At dinner, we were three. I was there, and Hetty was there, and Brady Baldwin was there. Brady was included because he had finished the case and earned a dinner, and because I was feeling expansive. Three assorted fiddles and a piano made music, and it was, altogether, very fancy and satisfying. After dinner, Brady’s ulcer began to bother him a little.

“I’ve got to go home and take something,” he said, “and so I’d better humor you immediately and have it over with. I’ll admit you acted practically like a genius in this business, once you got going, but there’s one thing that must have been pure boneheaded luck, a wild guess, at best. How did you tumble to the fact that it was Martin Farmer that Dulce Coon met in that bar? Maybe it wasn’t even a guess, though. Maybe, when you met Farmer later, you simply recognized him.”

“Nothing of the sort. Brady, don’t try to belittle me. There was a strong resemblance between Farmer and Coon, and I never got a good enough look to see any difference. Farmer saw to it that I didn’t. So far as I knew, it was Benedict Coon at the bar, and Benedict Coon who left with his wife. It was only later that I learned something that convinced me that it was really someone else. Under the circumstances, the shirttail cousin, being suspiciously handy, was indicated.”

“All right, I’ll bite. What did you learn?”

“Thanks to Hetty, I learned that Benedict Coon had a serious heart condition. Not that he couldn’t have lived for a long time, too long to suit our Dulce, apparently. Especially since, according to reports, he stuck strictly to his diet and took damn good care of himself.”

“Come off it, Percy. You can’t tell that a man has heart trouble just by looking at him. You trying to tell me that the man at the bar looked like he didn’t have heart trouble?”

“It wasn’t how he looked. It was what he did. Hetty checked it out for me, and she reported that Benedict Coon’s specific heart condition was something called cardiorenal disease. People who have it are put on a very strict salt-free diet. And the man at the bar, all the time he was waiting, kept eating salted peanuts.”

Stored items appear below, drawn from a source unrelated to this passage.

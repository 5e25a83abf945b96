use crate::core::stock::{LowStockEntry, ParseFailure};

/// Subject line used for every alert.
pub const ALERT_SUBJECT: &str = "Aviso Urgente: Estoque Baixo";

/// Who signs the alert. Empty fields are left out of the footer.
#[derive(Debug, Clone, Default, PartialEq, Eq)]
pub struct SenderIdentity {
    pub name: String,
    pub department: String,
    pub organization: String,
    pub email: String,
    pub phone: String,
}

/// Where the inventory lives inside the spreadsheet.
#[derive(Debug, Clone, PartialEq, Eq)]
pub struct InventorySheet {
    pub spreadsheet_id: String,
    /// Column holding stock quantities, e.g. `2024!E2:E55`.
    pub stock_range: String,
    /// Column holding product names, e.g. `2024!A2:A55`.
    pub name_range: String,
}

/// A fully composed message, ready for the mail transport.
#[derive(Debug, Clone, PartialEq, Eq)]
pub struct AlertEmail {
    pub from: String,
    pub to: String,
    pub subject: String,
    pub html_body: String,
}

/// Sender and recipient of the alert.
#[derive(Debug, Clone, Default, PartialEq, Eq)]
pub struct Recipients {
    pub from: String,
    pub to: String,
}

/// What happened with the email at the end of a run.
#[derive(Debug, Clone, PartialEq, Eq)]
pub enum Delivery {
    Sent,
    /// Mail settings were incomplete, so nothing was attempted.
    Skipped(String),
    Failed(String),
}

/// Summary of one run, for the final status lines.
#[derive(Debug, Clone, PartialEq, Eq)]
pub struct RunReport {
    pub rows_considered: usize,
    pub low_stock: Vec<LowStockEntry>,
    pub parse_failures: Vec<ParseFailure>,
    pub delivery: Delivery,
}
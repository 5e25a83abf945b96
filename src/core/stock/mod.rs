// Stock module - low-stock detection over raw spreadsheet columns.

pub mod stock_evaluator;
pub mod stock_models;

#[allow(unused_imports)]
pub use stock_evaluator::{parse_quantity, StockEvaluator, DEFAULT_LOW_STOCK_THRESHOLD};
#[allow(unused_imports)]
pub use stock_models::{Evaluation, LowStockEntry, ParseFailure};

Hetty was drinking coffee and smoking a cigarette, and looking at me through the smoke with a very promising expression.

“Isn’t he remarkable? You said it yourself, Brady. Practically a genius, you said. It makes me all over prickly just to know him.”

“Well, I’ll be damned.” Brady shoved back his chair and stood up and looked down at me sourly. “Good night, Hetty. Good night, Genius. Thanks for the dinner. I’m going home to bed.”

“In good time,” said Hetty, “so are we.”